Given records.
// Strategy Vault - custodial vault routing pooled deposits into yield
// strategies, with proportional share accounting per strategy
// Architecture: vault custodies balances and investment records; each
// strategy owns one share ledger over one yield source

use anchor_lang::prelude::*;

pub mod constants;
pub mod errors;
pub mod events;
pub mod instructions;
pub mod math;
pub mod state;
pub mod swap;
pub mod yield_adapter;

use instructions::*;
use state::ExitRequest;

declare_id!("Fg6PaFpoGXkYsidMpWTK6W2BeZ7FEfcYkg476zPFsLnS");

#[program]
pub mod strategy_vault {
    use super::*;

    /// Initialize the global vault with fee and slippage parameters
    ///
    /// Security considerations:
    /// - Validates authority is signer and stores it in state
    /// - Rates validated as basis points
    pub fn initialize(
        ctx: Context<Initialize>,
        protocol_fee_bps: u16,
        max_slippage_bps: u16,
    ) -> Result<()> {
        instructions::initialize::handler(ctx, protocol_fee_bps, max_slippage_bps)
    }

    /// Update the protocol fee and max slippage (authority only)
    pub fn set_vault_params(
        ctx: Context<SetVaultParams>,
        protocol_fee_bps: u16,
        max_slippage_bps: u16,
    ) -> Result<()> {
        instructions::set_vault_params::handler(ctx, protocol_fee_bps, max_slippage_bps)
    }

    /// Create a yield source: a derivative mint redeemable against a
    /// base-asset reserve at a keeper-pushed price
    pub fn create_yield_source(
        ctx: Context<CreateYieldSource>,
        id: u64,
        price_p32: u64,
    ) -> Result<()> {
        instructions::create_yield_source::handler(ctx, id, price_p32)
    }

    /// Keeper crank: push the current derivative-token price
    pub fn set_yield_price(ctx: Context<SetYieldPrice>, price_p32: u64) -> Result<()> {
        instructions::set_yield_price::handler(ctx, price_p32)
    }

    /// Push an exchange rate for a token pair (slippage bounding only)
    pub fn set_oracle_rate(ctx: Context<SetOracleRate>, rate_p32: u64) -> Result<()> {
        instructions::set_oracle_rate::handler(ctx, rate_p32)
    }

    /// Create a strategy wrapping one yield source for one base asset
    /// (authority only)
    pub fn create_strategy(ctx: Context<CreateStrategy>) -> Result<()> {
        instructions::create_strategy::handler(ctx)
    }

    /// Deposit an asset into the vault, crediting the account's balance
    ///
    /// Security considerations:
    /// - Validates user token accounts (mint, owner)
    /// - Checks-effects-interactions pattern, event emitted
    pub fn deposit(ctx: Context<Deposit>, amount: u64) -> Result<()> {
        instructions::deposit::handler(ctx, amount)
    }

    /// Withdraw an asset from the vault, debiting the account's balance
    pub fn withdraw(ctx: Context<Withdraw>, amount: u64) -> Result<()> {
        instructions::withdraw::handler(ctx, amount)
    }

    /// Join a strategy: mint shares priced against the strategy's value
    /// before the incoming principal is counted
    ///
    /// Security considerations:
    /// - Uses checked math for the share calculation
    /// - Sweeps idle base balance first so prior airdrops are in the price
    pub fn join(ctx: Context<Join>, amount: u64) -> Result<()> {
        instructions::join::handler(ctx, amount)
    }

    /// Exit a strategy: burn shares against current total value, deduct the
    /// protocol fee, enforce the oracle slippage bound, credit the balance
    ///
    /// `request` takes either an absolute share count or a basis-point
    /// fraction of the caller's holding.
    pub fn exit(ctx: Context<Exit>, request: ExitRequest) -> Result<()> {
        instructions::exit::handler(ctx, request)
    }

    /// Sweep an idle token balance in a strategy into its yield source
    /// without minting or burning shares (authority only)
    pub fn invest_idle(ctx: Context<InvestIdle>) -> Result<()> {
        instructions::invest_idle::handler(ctx)
    }
}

Exercise. The answer should consist of all lines from the records above that hold the word "math".

Final answer.
pub mod math;
    /// - Uses checked math for the share calculation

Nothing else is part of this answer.